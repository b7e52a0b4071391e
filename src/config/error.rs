// Copyright 2025 Lablup Inc. and Jeongkyu Shin
//
// Licensed under the Apache License, Version 2.0 (the "License");
// you may not use this file except in compliance with the License.
// You may obtain a copy of the License at
//
//     http://www.apache.org/licenses/LICENSE-2.0
//
// Unless required by applicable law or agreed to in writing, software
// distributed under the License is distributed on an "AS IS" BASIS,
// WITHOUT WARRANTIES OR CONDITIONS OF ANY KIND, either express or implied.
// See the License for the specific language governing permissions and
// limitations under the License.

//! Configuration error types.

use std::path::PathBuf;
use thiserror::Error;

use super::credentials::SUPPORTED_KEY_TYPES;

/// Errors raised while loading configuration or resolving host credentials.
///
/// When raised while loading the defaults or reading a file these abort the
/// run. When raised while resolving a single host they only affect that host.
#[derive(Debug, Error)]
pub enum ConfigError {
    #[error("unsupported SSH key type '{value}'. Only following keys supported: {supported:?}", supported = SUPPORTED_KEY_TYPES)]
    UnsupportedKeyType { value: String },

    #[error("host entry has no 'name' (or 'host') value")]
    MissingDomain,

    #[error("invalid port '{value}': {reason}")]
    InvalidPort { value: String, reason: String },

    #[error("file not found: {}", path.display())]
    FileNotFound { path: PathBuf },

    #[error("failed to read {}", path.display())]
    Read {
        path: PathBuf,
        #[source]
        source: std::io::Error,
    },

    #[error("failed to parse YAML in {}", path.display())]
    Parse {
        path: PathBuf,
        #[source]
        source: serde_yaml::Error,
    },

    #[error("config file already exists: {}", path.display())]
    AlreadyExists { path: PathBuf },

    #[error("failed to write {}", path.display())]
    Write {
        path: PathBuf,
        #[source]
        source: std::io::Error,
    },
}
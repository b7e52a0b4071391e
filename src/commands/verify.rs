// Copyright 2025 Lablup Inc. and Jeongkyu Shin
//
// Licensed under the Apache License, Version 2.0 (the "License");
// you may not use this file except in compliance with the License.
// You may obtain a copy of the License at
//
//     http://www.apache.org/licenses/LICENSE-2.0
//
// Unless required by applicable law or agreed to in writing, software
// distributed under the License is distributed on an "AS IS" BASIS,
// WITHOUT WARRANTIES OR CONDITIONS OF ANY KIND, either express or implied.
// See the License for the specific language governing permissions and
// limitations under the License.

use anyhow::{Context, Result};
use owo_colors::OwoColorize;
use std::path::Path;

use crate::config::validation::verify;
use crate::config::{ensure_file_exists, read_yaml_value, ValidationError, VerifyTarget};

/// Verify `filename` and print what was found.
///
/// Returns the problems found. A file that is missing or not YAML at all is
/// an error instead.
pub async fn verify_file(
    filename: &Path,
    target: VerifyTarget,
    verbose: bool,
) -> Result<Vec<ValidationError>> {
    ensure_file_exists(filename)?;
    let data = read_yaml_value(filename).await?;

    println!("Verify target: {}", target.to_string().green());

    let errors = verify(target, &data);
    if errors.is_empty() {
        println!("Valid YAML file: {}", filename.display().to_string().green());
    } else {
        println!(
            "Invalid YAML file: {}",
            filename.display().to_string().yellow()
        );
        println!("YAML errors:");
        for error in &errors {
            println!("  {} {}", "✗".red(), error.to_string().red());
        }
    }

    if verbose {
        let json = serde_json::to_string_pretty(&data)
            .context("Failed to render configuration as JSON")?;
        println!("{json}");
    }

    Ok(errors)
}
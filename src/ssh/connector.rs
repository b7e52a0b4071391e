// Copyright 2025 Lablup Inc. and Jeongkyu Shin
//
// Licensed under the Apache License, Version 2.0 (the "License");
// you may not use this file except in compliance with the License.
// You may obtain a copy of the License at
//
//     http://www.apache.org/licenses/LICENSE-2.0
//
// Unless required by applicable law or agreed to in writing, software
// distributed under the License is distributed on an "AS IS" BASIS,
// WITHOUT WARRANTIES OR CONDITIONS OF ANY KIND, either express or implied.
// See the License for the specific language governing permissions and
// limitations under the License.

//! Opening authenticated sessions.

use async_trait::async_trait;
use russh::keys::ssh_key::Algorithm;
use russh::client::Handle;
use russh::keys::PrivateKey;
use std::sync::Arc;
use std::time::Duration;
use tokio::time::timeout;

use super::error::SessionError;
use super::handler::AcceptAllHandler;
use super::session::Session;
use super::transport::RusshTransport;
use crate::config::{HostCredentials, SshKeyType};

pub const DEFAULT_CONNECT_TIMEOUT_SECS: u64 = 30;

/// Something that can turn credentials into an open [`Session`].
#[async_trait]
pub trait Connector: Send + Sync {
    async fn open(&self, creds: &HostCredentials) -> Result<Session, SessionError>;
}

/// Connector backed by russh with public-key authentication.
#[derive(Debug, Clone)]
pub struct SshConnector {
    connect_timeout: Duration,
}

impl Default for SshConnector {
    fn default() -> Self {
        Self {
            connect_timeout: Duration::from_secs(DEFAULT_CONNECT_TIMEOUT_SECS),
        }
    }
}

impl SshConnector {
    pub fn new() -> Self {
        Self::default()
    }

    pub fn with_connect_timeout(mut self, connect_timeout: Duration) -> Self {
        self.connect_timeout = connect_timeout;
        self
    }

    fn client_config(&self) -> russh::client::Config {
        russh::client::Config {
            inactivity_timeout: None,
            ..Default::default()
        }
    }
}

/// Load the private key and check it matches the configured type.
pub fn load_private_key(creds: &HostCredentials) -> Result<PrivateKey, SessionError> {
    let key = russh::keys::load_secret_key(&creds.ssh_key_path, creds.password()).map_err(
        |e| SessionError::KeyLoad {
            path: creds.ssh_key_path.clone(),
            source: Box::new(e),
        },
    )?;

    let matches = match creds.ssh_key_type {
        SshKeyType::Rsa => matches!(key.algorithm(), Algorithm::Rsa { .. }),
        SshKeyType::Ed25519 => matches!(key.algorithm(), Algorithm::Ed25519),
    };
    if !matches {
        return Err(SessionError::KeyLoad {
            path: creds.ssh_key_path.clone(),
            source: format!(
                "key algorithm {} does not match configured type {}",
                key.algorithm(),
                creds.ssh_key_type
            )
            .into(),
        });
    }

    Ok(key)
}

/// Connect and authenticate with `key`. A partially built connection is
/// disconnected before an error is returned.
async fn handshake(
    config: Arc<russh::client::Config>,
    handler: AcceptAllHandler,
    creds: &HostCredentials,
    key: PrivateKey,
) -> Result<Handle<AcceptAllHandler>, SessionError> {
    let addr = (creds.domain.as_str(), creds.port);
    let mut handle = russh::client::connect(config, addr, handler)
        .await
        .map_err(|e| SessionError::transport(&creds.domain, e))?;
    tracing::debug!("Connected to {}", creds.address());

    // No hash algorithm means legacy ssh-rsa signatures for RSA keys;
    // rsa-sha2-256/512 are never offered. Ignored for ed25519.
    let auth = handle
        .authenticate_publickey(
            &creds.username,
            russh::keys::PrivateKeyWithHashAlg::new(Arc::new(key), None),
        )
        .await;

    let rejected = match auth {
        Ok(result) => !result.success(),
        Err(e) => {
            let _ = handle
                .disconnect(russh::Disconnect::ByApplication, "", "English")
                .await;
            return Err(SessionError::transport(&creds.domain, e));
        }
    };
    if rejected {
        let _ = handle
            .disconnect(russh::Disconnect::ByApplication, "", "English")
            .await;
        return Err(SessionError::AuthRejected {
            username: creds.username.clone(),
            domain: creds.domain.clone(),
        });
    }

    Ok(handle)
}

#[async_trait]
impl Connector for SshConnector {
    async fn open(&self, creds: &HostCredentials) -> Result<Session, SessionError> {
        let mut session = Session::new(&creds.domain);

        let key = load_private_key(creds)?;
        session.mark_key_loaded();
        tracing::debug!(
            "Loaded {} key from {}",
            creds.ssh_key_type,
            creds.ssh_key_path.display()
        );

        let config = Arc::new(self.client_config());
        let handler = AcceptAllHandler::new(&creds.domain);

        // Covers connect, key exchange and authentication.
        let handle = match timeout(
            self.connect_timeout,
            handshake(config, handler, creds, key),
        )
        .await
        {
            Ok(result) => result?,
            Err(_) => {
                tracing::warn!(
                    "No authenticated session to {} within {}s",
                    creds.address(),
                    self.connect_timeout.as_secs()
                );
                return Err(SessionError::ConnectTimeout {
                    domain: creds.domain.clone(),
                    timeout_secs: self.connect_timeout.as_secs(),
                });
            }
        };

        tracing::info!("Authenticated to {}", creds);
        session.attach(Box::new(RusshTransport::new(&creds.domain, handle)));
        Ok(session)
    }
}
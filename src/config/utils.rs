// Copyright 2025 Lablup Inc. and Jeongkyu Shin
//
// Licensed under the Apache License, Version 2.0 (the "License");
// you may not use this file except in compliance with the License.
// You may obtain a copy of the License at
//
//     http://www.apache.org/licenses/LICENSE-2.0
//
// Unless required by applicable law or agreed to in writing, software
// distributed under the License is distributed on an "AS IS" BASIS,
// WITHOUT WARRANTIES OR CONDITIONS OF ANY KIND, either express or implied.
// See the License for the specific language governing permissions and
// limitations under the License.

//! Configuration utility functions.

use std::path::{Path, PathBuf};

/// Expand a leading `~` to the home directory.
pub fn expand_tilde(path: &Path) -> PathBuf {
    let Some(path_str) = path.to_str() else {
        return path.to_path_buf();
    };

    let rest = if path_str == "~" {
        ""
    } else if let Some(stripped) = path_str
        .strip_prefix("~/")
        .or_else(|| path_str.strip_prefix("~\\"))
    {
        stripped
    } else {
        return path.to_path_buf();
    };

    match dirs::home_dir() {
        Some(home) if rest.is_empty() => home,
        Some(home) => home.join(rest),
        None => path.to_path_buf(),
    }
}

/// Fail early with a readable message when a required file is missing.
pub fn ensure_file_exists(path: &Path) -> Result<(), super::ConfigError> {
    if path.exists() {
        Ok(())
    } else {
        Err(super::ConfigError::FileNotFound {
            path: path.to_path_buf(),
        })
    }
}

* What the task asks *
Exact reproduction is required. Give the lines of the data from its first line through the line containing "use super::credentials::SUPPORTED_KEY_TYPES;", and no others.

* Expected answer *
repository b7e52a0b4071391e
filename src/config/error.rs
// Copyright 2025 Lablup Inc. and Jeongkyu Shin
//
// Licensed under the Apache License, Version 2.0 (the "License");
// you may not use this file except in compliance with the License.
// You may obtain a copy of the License at
//
//     http://www.apache.org/licenses/LICENSE-2.0
//
// Unless required by applicable law or agreed to in writing, software
// distributed under the License is distributed on an "AS IS" BASIS,
// WITHOUT WARRANTIES OR CONDITIONS OF ANY KIND, either express or implied.
// See the License for the specific language governing permissions and
// limitations under the License.

//! Configuration error types.

use std::path::PathBuf;
use thiserror::Error;

use super::credentials::SUPPORTED_KEY_TYPES;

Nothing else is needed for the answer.